Wear comfortable and loose-fitting clothing

Try wearing loose clothing that isn’t restrictive. Tight-fitting clothing can put additional pressure on your stomach and digestive tract. Maternity underwear that is stretchy or low-cut will be less restrictive and able to accommodate your changing body.

Consider pregnancy-safe over-the-counter medicines

If your heartburn is consistently troublesome even when you’ve tried the suggestions above, talk to your healthcare provider about medication options that are safe to use during pregnancy. Some over-the-counter options, like an antacid containing calcium (like Tums), are not absorbed into your bloodstream and are safe to use during pregnancy. They also provide calcium supplementation, which is beneficial for maternal and fetal bone health and doesn’t have any side effects. Famotidine (example: Pepcid AC) is another commonly used and safe medication that reduces stomach acid. Talk to your healthcare provider if your symptoms compromise your quality of life.

When should I be worried?

Heartburn is a common symptom during pregnancy, and although it can be uncomfortable, it’s not something to be concerned about if your symptoms are mild. Severe heartburn can occur during pregnancy or complicate a case of reflux you had before pregnancy.
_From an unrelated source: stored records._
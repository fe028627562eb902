//! SQLite table as a capped range-query upstream.

use anyhow::{Context, Result};
use rusqlite::types::ValueRef;
use rusqlite::{Connection, OpenFlags};
use serde_json::{Map, Value};
use std::path::Path;

use crate::engine::executor::Upstream;
use crate::error::TooManyResults;

/// One row, column name → JSON value.
pub type Row = Map<String, Value>;

/// Open an existing database read-only; sweeping never writes.
pub fn open_source_db(path: &Path) -> Result<Connection> {
    Connection::open_with_flags(
        path,
        OpenFlags::SQLITE_OPEN_READ_ONLY | OpenFlags::SQLITE_OPEN_NO_MUTEX,
    )
    .with_context(|| format!("open source database {}", path.display()))
}

/// Quote an SQL identifier (table or column) with doubled inner quotes.
pub fn quote_ident(name: &str) -> String {
    format!("\"{}\"", name.replace('"', "\"\""))
}

/// Answers `[lo, hi]` with the rows whose `key` column falls in range, ordered by key.
/// More than `cap` rows is reported as [`TooManyResults`].
pub struct SqliteUpstream<'c> {
    conn: &'c Connection,
    range_sql: String,
    bounds_sql: String,
    cap: u64,
}

impl<'c> SqliteUpstream<'c> {
    pub fn new(conn: &'c Connection, table: &str, key: &str, cap: u64) -> Self {
        let (table, key) = (quote_ident(table), quote_ident(key));
        Self {
            conn,
            range_sql: format!(
                "SELECT * FROM {table} WHERE {key} BETWEEN ?1 AND ?2 ORDER BY {key} LIMIT ?3"
            ),
            bounds_sql: format!("SELECT MIN({key}), MAX({key}) FROM {table}"),
            cap,
        }
    }

    /// `(MIN(key), MAX(key))`, or `None` for an empty table.
    pub fn key_bounds(&self) -> Result<Option<(u64, u64)>> {
        let (min, max): (Option<i64>, Option<i64>) = self
            .conn
            .query_row(&self.bounds_sql, [], |row| Ok((row.get(0)?, row.get(1)?)))
            .context("read key bounds")?;
        match (min, max) {
            (Some(min), Some(max)) => Ok(Some((to_key(min)?, to_key(max)?))),
            _ => Ok(None),
        }
    }

    /// Current highest key; the sweep's upper bound when none is given.
    pub fn head(&self) -> Result<u64> {
        self.key_bounds()?
            .map(|(_, max)| max)
            .context("source table is empty")
    }

    fn fetch(&self, lo: u64, hi: u64) -> Result<Vec<Row>> {
        let lo = i64::try_from(lo).context("range start exceeds SQLite integer range")?;
        // Keys are i64 in SQLite; clamp so a wide tail range still binds.
        let hi = i64::try_from(hi).unwrap_or(i64::MAX);
        let limit = i64::try_from(self.cap.saturating_add(1)).unwrap_or(i64::MAX);

        let mut stmt = self
            .conn
            .prepare_cached(&self.range_sql)
            .context("prepare range query")?;
        let names: Vec<String> = stmt.column_names().iter().map(|n| n.to_string()).collect();
        let mut rows = stmt.query(rusqlite::params![lo, hi, limit])?;

        let mut out = Vec::new();
        while let Some(row) = rows.next()? {
            if out.len() as u64 >= self.cap {
                return Err(TooManyResults { cap: self.cap }.into());
            }
            let mut record = Map::with_capacity(names.len());
            for (i, name) in names.iter().enumerate() {
                record.insert(name.clone(), value_to_json(row.get_ref(i)?));
            }
            out.push(record);
        }
        Ok(out)
    }
}

impl Upstream for SqliteUpstream<'_> {
    type Record = Row;

    fn query(&mut self, lo: u64, hi: u64) -> Result<Vec<Row>> {
        self.fetch(lo, hi)
    }
}

fn to_key(v: i64) -> Result<u64> {
    u64::try_from(v).with_context(|| format!("negative key {v} cannot be swept"))
}

/// SQLite value → JSON. Blobs become lowercase hex strings.
pub fn value_to_json(v: ValueRef<'_>) -> Value {
    match v {
        ValueRef::Null => Value::Null,
        ValueRef::Integer(i) => Value::from(i),
        ValueRef::Real(f) => serde_json::Number::from_f64(f)
            .map(Value::Number)
            .unwrap_or(Value::Null),
        ValueRef::Text(t) => Value::String(String::from_utf8_lossy(t).into_owned()),
        ValueRef::Blob(b) => Value::String(b.iter().map(|byte| format!("{byte:02x}")).collect()),
    }
}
  • Significant pain in the epigastric area (at the base of your sternum) can signify a less common but more severe form of preeclampsia that requires immediate medical attention.

If attempts to manage heartburn or alleviate the symptoms don’t help, especially if your symptoms prevent you from following your regular diet, or compromise your sleep, talk to your healthcare provider about treatment options.

Bodily does not provide medical advice, diagnosis, or treatment. The resources on our website are provided for informational purposes only. You should always consult with a healthcare professional regarding any medical diagnoses or treatment options.